*** PROVIDED ENTRIES Section Begins ***

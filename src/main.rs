mod error;
mod github;
mod logging;
mod unsubscriber;

use crate::github::prelude::*;
use crate::unsubscriber::Unsubscriber;
use anyhow::Context;
use clap::Parser;
use std::process::ExitCode;

#[derive(clap::Parser, Debug)]
#[command(
    version,
    about = "Unsubscribe from notifications of every watched repository"
)]
struct Cli {
    #[arg(
        short,
        long,
        env = "GITHUB_TOKEN",
        hide_env_values = true,
        help = "Personal access token"
    )]
    token: Option<String>,
    #[arg(
        short,
        long,
        value_name = "LOGIN",
        help = "Log in with a username and prompted password instead of a token"
    )]
    user: Option<String>,
    #[arg(short, long, help = "Don't make any subscription changes")]
    simulate: bool,
    #[arg(
        long,
        value_name = "URL",
        env = "GITHUB_URL",
        default_value = "https://api.github.com",
        help = "GitHub API url (such as your enterprise GitHub url)"
    )]
    hub_url: url::Url,
    #[arg(long, value_name = "FILTER", default_value = "info", help = "Log filter")]
    log_level: String,
}

#[derive(Debug)]
struct RunConfig {
    simulate: bool,
    hub_url: url::Url,
    credential: Credential,
}

impl RunConfig {
    fn resolve(cli: Cli) -> anyhow::Result<Self> {
        let host = host_from_hub_url(&cli.hub_url);
        let credential =
            resolve_credential(cli.user.as_deref(), cli.token.as_deref(), host.as_deref())
                .context("unable to resolve credentials")?;
        Ok(Self {
            simulate: cli.simulate,
            hub_url: cli.hub_url,
            credential,
        })
    }
}

#[tokio::main(flavor = "current_thread")]
async fn main() -> ExitCode {
    let cli = Cli::parse();
    let simulate = cli.simulate;

    if let Err(err) = logging::init(&cli.log_level) {
        eprintln!("failed to initialise logging: {err:#}");
        return ExitCode::FAILURE;
    }

    match run(cli).await {
        Ok(()) => ExitCode::SUCCESS,
        Err(err) => {
            match failed_repository(&err) {
                Some((owner, repo)) => tracing::error!(
                    simulation = simulate,
                    owner,
                    repo,
                    error = %format!("{err:#}"),
                    "error unsubscribing"
                ),
                None => tracing::error!(error = %format!("{err:#}"), "unsubscribe run failed"),
            }
            ExitCode::FAILURE
        }
    }
}

/// Owner and name of the repository whose unsubscribe call failed, if any.
fn failed_repository(err: &anyhow::Error) -> Option<(&str, &str)> {
    match err.downcast_ref::<error::Error>()? {
        error::Error::Unsubscribe { owner, repo, .. } => Some((owner.as_str(), repo.as_str())),
        _ => None,
    }
}

async fn run(cli: Cli) -> anyhow::Result<()> {
    let config = RunConfig::resolve(cli)?;
    let client = Client::new(&config.hub_url, config.credential)?;

    let report = Unsubscriber::new(&client, config.simulate).run().await?;
    tracing::info!(
        simulation = config.simulate,
        pages = report.pages,
        repositories = report.visited,
        unsubscribed = report.unsubscribed,
        "finished"
    );

    Ok(())
}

*** PROVIDED ENTRIES Section Ends ***

▶ [WORK INSTRUCTIONS] What is needed is a copy of every line above in which "Result" appears.

▶ [RESPONSE TO THE EXERCISE]
    fn resolve(cli: Cli) -> anyhow::Result<Self> {
async fn run(cli: Cli) -> anyhow::Result<()> {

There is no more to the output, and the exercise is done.